*What is needed:* Write out every entry below word for word, leaving nothing out.

Stored items:
--------------------------------------------------
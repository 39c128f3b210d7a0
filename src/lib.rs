//! # azdo-harness
//!
//! An incremental, resumable harvesting pipeline for Azure DevOps. One sync
//! invocation detects what changed since the last run, fetches only those
//! entities (repository metadata, code files, pull requests, work items),
//! normalizes them into a uniform document record, and streams the result
//! in bounded-size batches for a downstream search indexer.
//!
//! ## Architecture
//!
//! ```text
//! ┌────────────┐   ┌─────────────────┐   ┌───────────┐   ┌─────────┐
//! │ SyncDriver │──▶│ change detection │──▶│ normalize │──▶│ batcher │
//! │ full/poll  │   │ WIQL / git log   │   │ per kind  │   │ size n  │
//! └────────────┘   └─────────────────┘   └───────────┘   └────┬────┘
//!                                                             ▼
//!                                      lazy batch iterator, pulled by host
//! ```
//!
//! The whole pipeline is one sequential pull: nothing is fetched until the
//! consumer asks for the next batch, so memory stays bounded at one batch
//! and dropping the iterator is cancellation.
//!
//! ## Quick Start
//!
//! ```bash
//! export AZUREDEVOPS_ACCESS_TOKEN=...
//! export AZUREDEVOPS_URL=https://dev.azure.com/your-org
//! azh sync                         # full load, batches as JSON lines
//! azh poll --start 1700000000 --end 1700086400
//! azh sources                      # enabled kinds and credential status
//! ```
//!
//! ## Modules
//!
//! | Module | Purpose |
//! |--------|---------|
//! | [`config`] | TOML configuration parsing |
//! | [`models`] | Entity and document types |
//! | [`error`] | Sync error taxonomy |
//! | [`remote`] | Azure DevOps REST access |
//! | [`workcopy`] | Local git checkout handling |
//! | [`normalize`] | Entity → document mapping |
//! | [`batch`] | Fixed-size lazy batching |
//! | [`sync`] | Sync driver and batch stream |

pub mod batch;
pub mod config;
pub mod error;
pub mod models;
pub mod normalize;
pub mod remote;
pub mod sync;
pub mod workcopy;
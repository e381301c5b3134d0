fn main() {
    // Platform-specific linker setup for the optional N-API bridge.
    if std::env::var("CARGO_FEATURE_NAPI").is_ok() {
        napi_build::setup();
    }
}
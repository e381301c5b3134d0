//! Session configuration handed in by the host pipeline.

use std::path::PathBuf;

#[derive(Debug, Clone)]
pub struct Options {
    /// When true, phase-two output carries a generated source map instead of
    /// a raw dependency list. Only one of the two is ever produced per call.
    pub use_source_map: bool,
    /// Project root, forwarded to external compile-time modules.
    pub root: PathBuf,
}

impl Default for Options {
    fn default() -> Self {
        Options {
            use_source_map: false,
            root: std::env::current_dir().unwrap_or_else(|_| PathBuf::from(".")),
        }
    }
}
--------------------------------------------------
*Answer to the problem:*
repository 39c128f3b210d7a0
filename src/lib.rs
//! # azdo-harness
//!
//! An incremental, resumable harvesting pipeline for Azure DevOps. One sync
//! invocation detects what changed since the last run, fetches only those
//! entities (repository metadata, code files, pull requests, work items),
//! normalizes them into a uniform document record, and streams the result
//! in bounded-size batches for a downstream search indexer.
//!
//! ## Architecture
//!
//! ```text
//! ┌────────────┐   ┌─────────────────┐   ┌───────────┐   ┌─────────┐
//! │ SyncDriver │──▶│ change detection │──▶│ normalize │──▶│ batcher │
//! │ full/poll  │   │ WIQL / git log   │   │ per kind  │   │ size n  │
//! └────────────┘   └─────────────────┘   └───────────┘   └────┬────┘
//!                                                             ▼
//!                                      lazy batch iterator, pulled by host
//! ```
//!
//! The whole pipeline is one sequential pull: nothing is fetched until the
//! consumer asks for the next batch, so memory stays bounded at one batch
//! and dropping the iterator is cancellation.
//!
//! ## Quick Start
//!
//! ```bash
//! export AZUREDEVOPS_ACCESS_TOKEN=...
//! export AZUREDEVOPS_URL=https://dev.azure.com/your-org
//! azh sync                         # full load, batches as JSON lines
//! azh poll --start 1700000000 --end 1700086400
//! azh sources                      # enabled kinds and credential status
//! ```
//!
//! ## Modules
//!
//! | Module | Purpose |
//! |--------|---------|
//! | [`config`] | TOML configuration parsing |
//! | [`models`] | Entity and document types |
//! | [`error`] | Sync error taxonomy |
//! | [`remote`] | Azure DevOps REST access |
//! | [`workcopy`] | Local git checkout handling |
//! | [`normalize`] | Entity → document mapping |
//! | [`batch`] | Fixed-size lazy batching |
//! | [`sync`] | Sync driver and batch stream |

pub mod batch;
pub mod config;
pub mod error;
pub mod models;
pub mod normalize;
pub mod remote;
pub mod sync;
pub mod workcopy;
repository e381301c5b3134d0
fn main() {
    // Platform-specific linker setup for the optional N-API bridge.
    if std::env::var("CARGO_FEATURE_NAPI").is_ok() {
        napi_build::setup();
    }
}
repository e381301c5b3134d0
//! Session configuration handed in by the host pipeline.

use std::path::PathBuf;

#[derive(Debug, Clone)]
pub struct Options {
    /// When true, phase-two output carries a generated source map instead of
    /// a raw dependency list. Only one of the two is ever produced per call.
    pub use_source_map: bool,
    /// Project root, forwarded to external compile-time modules.
    pub root: PathBuf,
}

impl Default for Options {
    fn default() -> Self {
        Options {
            use_source_map: false,
            root: std::env::current_dir().unwrap_or_else(|_| PathBuf::from(".")),
        }
    }
}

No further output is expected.